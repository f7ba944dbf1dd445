//! Animation scheduler
//!
//! Owns every committed animation and advances them each frame. Animations
//! are committed onto an owner under a name; committing a name that is
//! already running on the same owner replaces it, and any subset of names can
//! be aborted independently.

use crate::easing::Easing;
use crate::error::AnimationError;
use crate::timeline::Timeline;
use rustc_hash::FxHashMap;
use slotmap::{new_key_type, SlotMap};
use smallvec::SmallVec;

new_key_type! {
    pub struct OwnerId;
    pub struct AnimationId;
}

/// Value callback, invoked with the sampled timeline value
pub type ValueCallback = Box<dyn FnMut(f32)>;

/// Finished callback, invoked with the last value and whether it was aborted
pub type FinishedCallback = Box<dyn FnOnce(f32, bool)>;

/// Timing parameters for a commit
#[derive(Clone, Copy, Debug, PartialEq)]
pub struct CommitOptions {
    /// Minimum interval between value callbacks, in milliseconds
    pub rate_ms: u32,
    /// Length of one cycle, in milliseconds
    pub length_ms: u32,
    /// Easing applied to cycle progress before the timeline is sampled
    pub easing: Easing,
    /// Restart after each cycle until aborted
    pub repeat: bool,
}

impl Default for CommitOptions {
    fn default() -> Self {
        Self {
            rate_ms: 16,
            length_ms: 250,
            easing: Easing::Linear,
            repeat: false,
        }
    }
}

/// A timeline bound to its callbacks, ready to be committed
pub struct Animation {
    timeline: Timeline,
    on_value: ValueCallback,
    on_finished: Option<FinishedCallback>,
}

impl Animation {
    pub fn new<F>(timeline: Timeline, on_value: F) -> Self
    where
        F: FnMut(f32) + 'static,
    {
        Self {
            timeline,
            on_value: Box::new(on_value),
            on_finished: None,
        }
    }

    pub fn on_finished<F>(mut self, callback: F) -> Self
    where
        F: FnOnce(f32, bool) + 'static,
    {
        self.on_finished = Some(Box::new(callback));
        self
    }

    /// Value the timeline produces at a raw cycle progress under `easing`
    pub fn value_at(&self, progress: f32, easing: Easing) -> f32 {
        self.timeline.sample(easing.apply(progress.clamp(0.0, 1.0)))
    }
}

struct ScheduledAnimation {
    owner: OwnerId,
    name: String,
    animation: Animation,
    options: CommitOptions,
    elapsed_ms: f32,
    since_frame_ms: f32,
    iteration: u32,
    last_value: f32,
}

impl ScheduledAnimation {
    fn emit(&mut self, progress: f32) {
        let value = self.animation.value_at(progress, self.options.easing);
        self.last_value = value;
        (self.animation.on_value)(value);
    }

    fn finish(self, aborted: bool) {
        if let Some(callback) = self.animation.on_finished {
            callback(self.last_value, aborted);
        }
    }
}

/// The animation scheduler that ticks all active animations
pub struct AnimationScheduler {
    owners: SlotMap<OwnerId, String>,
    animations: SlotMap<AnimationId, ScheduledAnimation>,
    by_name: FxHashMap<(OwnerId, String), AnimationId>,
}

impl AnimationScheduler {
    pub fn new() -> Self {
        Self {
            owners: SlotMap::with_key(),
            animations: SlotMap::with_key(),
            by_name: FxHashMap::default(),
        }
    }

    /// Register a visual element that animations can be committed onto
    pub fn register_owner(&mut self, label: impl Into<String>) -> OwnerId {
        self.owners.insert(label.into())
    }

    /// Drop an owner, aborting everything still running on it
    pub fn unregister_owner(&mut self, owner: OwnerId) {
        self.abort_all(owner);
        self.owners.remove(owner);
    }

    pub fn owner_label(&self, owner: OwnerId) -> Option<&str> {
        self.owners.get(owner).map(String::as_str)
    }

    /// Start `animation` on `owner` under `name`.
    ///
    /// A running animation with the same owner and name is aborted first.
    pub fn commit(
        &mut self,
        owner: OwnerId,
        name: &str,
        animation: Animation,
        options: CommitOptions,
    ) -> Result<AnimationId, AnimationError> {
        if !self.owners.contains_key(owner) {
            return Err(AnimationError::UnknownOwner);
        }
        if options.length_ms == 0 {
            return Err(AnimationError::ZeroLength {
                name: name.to_string(),
            });
        }
        if options.rate_ms == 0 {
            return Err(AnimationError::ZeroRate {
                name: name.to_string(),
            });
        }

        self.abort(owner, name);

        let last_value = animation.value_at(0.0, options.easing);
        let id = self.animations.insert(ScheduledAnimation {
            owner,
            name: name.to_string(),
            animation,
            options,
            elapsed_ms: 0.0,
            since_frame_ms: 0.0,
            iteration: 0,
            last_value,
        });
        self.by_name.insert((owner, name.to_string()), id);

        tracing::debug!(
            owner = self.owners.get(owner).map(String::as_str).unwrap_or(""),
            name,
            length_ms = options.length_ms,
            repeat = options.repeat,
            "animation committed"
        );
        Ok(id)
    }

    /// Abort a named animation. Returns whether one was running.
    pub fn abort(&mut self, owner: OwnerId, name: &str) -> bool {
        let Some(id) = self.by_name.remove(&(owner, name.to_string())) else {
            return false;
        };
        let Some(scheduled) = self.animations.remove(id) else {
            return false;
        };
        tracing::debug!(name, iteration = scheduled.iteration, "animation aborted");
        scheduled.finish(true);
        true
    }

    /// Abort every animation on an owner. Returns how many were running.
    pub fn abort_all(&mut self, owner: OwnerId) -> usize {
        let names = self.running_names(owner);
        names.iter().filter(|name| self.abort(owner, name)).count()
    }

    pub fn is_running(&self, owner: OwnerId, name: &str) -> bool {
        self.by_name.contains_key(&(owner, name.to_string()))
    }

    /// Names running on an owner, sorted
    pub fn running_names(&self, owner: OwnerId) -> SmallVec<[String; 4]> {
        let mut names: SmallVec<[String; 4]> = self
            .animations
            .values()
            .filter(|a| a.owner == owner)
            .map(|a| a.name.clone())
            .collect();
        names.sort_unstable();
        names
    }

    pub fn running_count(&self, owner: OwnerId) -> usize {
        self.animations.values().filter(|a| a.owner == owner).count()
    }

    /// Completed cycles of a named animation
    pub fn iteration(&self, owner: OwnerId, name: &str) -> Option<u32> {
        let id = self.by_name.get(&(owner, name.to_string()))?;
        self.animations.get(*id).map(|a| a.iteration)
    }

    /// Check if any animations are still active
    pub fn has_active_animations(&self) -> bool {
        !self.animations.is_empty()
    }

    pub fn animation_count(&self) -> usize {
        self.animations.len()
    }

    /// Advance every animation by `dt_ms`.
    ///
    /// Value callbacks fire once `rate_ms` has accumulated since the previous
    /// one, and always on the frame that closes a cycle. Repeating animations
    /// wrap into the next cycle; one-shot animations complete and are removed.
    pub fn tick(&mut self, dt_ms: f32) {
        if dt_ms <= 0.0 {
            return;
        }

        let mut completed: SmallVec<[AnimationId; 4]> = SmallVec::new();

        for (id, scheduled) in self.animations.iter_mut() {
            let length = scheduled.options.length_ms as f32;
            scheduled.elapsed_ms += dt_ms;
            scheduled.since_frame_ms += dt_ms;

            let cycle_closed = scheduled.elapsed_ms >= length;
            if cycle_closed || scheduled.since_frame_ms >= scheduled.options.rate_ms as f32 {
                scheduled.since_frame_ms = 0.0;
                let progress = if cycle_closed {
                    1.0
                } else {
                    scheduled.elapsed_ms / length
                };
                scheduled.emit(progress);
            }

            if cycle_closed {
                if scheduled.options.repeat {
                    let wrapped = (scheduled.elapsed_ms / length).floor();
                    scheduled.iteration = scheduled
                        .iteration
                        .saturating_add(wrapped.min(u32::MAX as f32) as u32);
                    scheduled.elapsed_ms -= wrapped * length;
                } else {
                    completed.push(id);
                }
            }
        }

        for id in completed {
            if let Some(scheduled) = self.animations.remove(id) {
                self.by_name
                    .remove(&(scheduled.owner, scheduled.name.clone()));
                tracing::debug!(name = %scheduled.name, "animation completed");
                scheduled.finish(false);
            }
        }
    }
}

impl Default for AnimationScheduler {
    fn default() -> Self {
        Self::new()
    }
}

▸ **EXERCISE**: Output the material above exactly, but only from the line that carries "pub fn running_names(&self, owner: OwnerId)" through the line that carries "of a named animation".

▸ **ANSWER SECTION**:
    pub fn running_names(&self, owner: OwnerId) -> SmallVec<[String; 4]> {
        let mut names: SmallVec<[String; 4]> = self
            .animations
            .values()
            .filter(|a| a.owner == owner)
            .map(|a| a.name.clone())
            .collect();
        names.sort_unstable();
        names
    }

    pub fn running_count(&self, owner: OwnerId) -> usize {
        self.animations.values().filter(|a| a.owner == owner).count()
    }

    /// Completed cycles of a named animation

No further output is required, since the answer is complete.